All of this took place in seconds, but I clearly remember thinking as if it were yesterday, “Well, what a non-heroic way to die…I wonder what mom and dad will think…Damn, I didn’t get to say good-bye or tell them how much I really loved them.”  A centipede just didn’t seem to be very meaningful way to exit planet earth – and so far from home.  As it turns out, I was in the hospital for several days with a splitting headache, and survived.
The point of this story is not the preceding event, as attention getting as it was, but rather the impact that it had on the rest of my life.  I realized two things from this unexpected pebble dropped into the liquid chemistry of my mind:

    One – you can put things in your body over which you have no control – 
               so be very careful about that, and
    Two – life is extremely fragile and can be snatched away in no 
                time...completely unpredictably.

It is the second thing I learned that had the biggest effect.  When you are young, and particularly when you are a young man in this culture, there is a sense of invulnerability – an almost inherent underlying belief you are indestructible.  This event changed that perception in an instant, forever altering my view of life, and as it has played out, the way I interact with others.

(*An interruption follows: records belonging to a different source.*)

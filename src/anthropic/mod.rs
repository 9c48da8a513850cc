pub mod messages;

pub use messages::{ChatMessage, Role, complete};
//! Reusable prompts using Handlebars for templating. Handlebars adds
//! additional security controls since it can't do much out of the box
//! without registering your own helpers, which suits prompt text that
//! gets filled with untrusted user input.

use std::fmt;

use handlebars::Handlebars;

#[derive(Debug)]
pub enum Prompt {
    TeachbackIntro,
    TeachbackNextQuestion,
    TeachbackFeedback,
    Flashcards,
}

impl fmt::Display for Prompt {
    fn fmt(&self, f: &mut fmt::Formatter) -> fmt::Result {
        fmt::Debug::fmt(self, f)
    }
}

impl From<Prompt> for String {
    fn from(item: Prompt) -> String {
        format!("{:?}", item)
    }
}

const TEACHBACK_INTRO_PROMPT: &str = r#"You are a cheerful and enthusiastic question-asker for a student in {{audience}} studying {{topic}}.
The difficulty level is {{difficulty}}. {{difficulty_guidance}}
Your role is to ask questions about {{topic}} in an indirect, conversational way.
Be happy, encouraging, and positive throughout the conversation.
Instead of asking direct questions like "What is X?", use indirect phrasing like "I'm curious about X" or "I'd love to know more about X".
Do not provide explanations, commentary, or feedback during the conversation.
Do not acknowledge if answers are correct or incorrect.
Simply ask one question at a time and wait for the answer.
Start with a cheerful introduction: "Hi there! I'm excited to chat with you about {{topic}}. Let's begin!"
Then immediately ask your first question in an indirect, friendly way without any additional commentary."#;

const TEACHBACK_NEXT_QUESTION_PROMPT: &str = r"Just ask the next question about the topic in an indirect, cheerful way. Do not provide any commentary, feedback, or acknowledgment of the previous answer. Keep your response friendly and positive, but focused on asking the next question.";

const TEACHBACK_FEEDBACK_PROMPT: &str = r#"You are providing feedback to a student who has been answering questions about {{topic}}.
Address the student directly using "you" and "your" (not "the student" or "they").
Provide constructive feedback on their answers, summarizing their strengths and areas for improvement.
Keep your feedback concise, encouraging, and specific.
Start with "Here's your feedback:" and then provide the feedback in a conversational tone."#;

const FLASHCARDS_PROMPT: &str = r#"Generate {{count}} high-quality flashcards from the study material below{{#if subject}} for the subject {{subject}}{{/if}}. The flashcards should:
1. Focus on key concepts, definitions, or problem-solving techniques
2. Have clear, concise questions
3. Provide comprehensive but succinct answers
4. Cover different topics from the material to ensure broad understanding
5. Include proper subject-specific terminology

Format every flashcard on its own pair of lines, exactly like this:
Q: The question text
A: The answer text

Do not add numbering, commentary, or anything else around the flashcards.

STUDY MATERIAL:
{{material}}"#;

pub fn templates<'a>() -> Handlebars<'a> {
    let mut registry = Handlebars::new();
    registry.set_strict_mode(true);
    registry
        .register_template_string(&Prompt::TeachbackIntro.to_string(), TEACHBACK_INTRO_PROMPT)
        .expect("Failed to register template");
    registry
        .register_template_string(
            &Prompt::TeachbackNextQuestion.to_string(),
            TEACHBACK_NEXT_QUESTION_PROMPT,
        )
        .expect("Failed to register template");
    registry
        .register_template_string(
            &Prompt::TeachbackFeedback.to_string(),
            TEACHBACK_FEEDBACK_PROMPT,
        )
        .expect("Failed to register template");
    registry
        .register_template_string(&Prompt::Flashcards.to_string(), FLASHCARDS_PROMPT)
        .expect("Failed to register template");
    registry
}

Nobody getting up in the morning, with the exception of the condemned or terminally ill, thinks this will be their last day; no child going to school in the morning thinks someone will come into their classroom and take their life before the morning ends; no one getting into their car to head home thinks their life will end within the hour; no person heading to a grocery store to do a little shopping and maybe visit their representative thinks their life will end in the next few minutes or seconds; no one thinks they will never see their mother or father or sister or brother or son or daughter again as the day begins – because, well “…no one thinks the unthinkable….”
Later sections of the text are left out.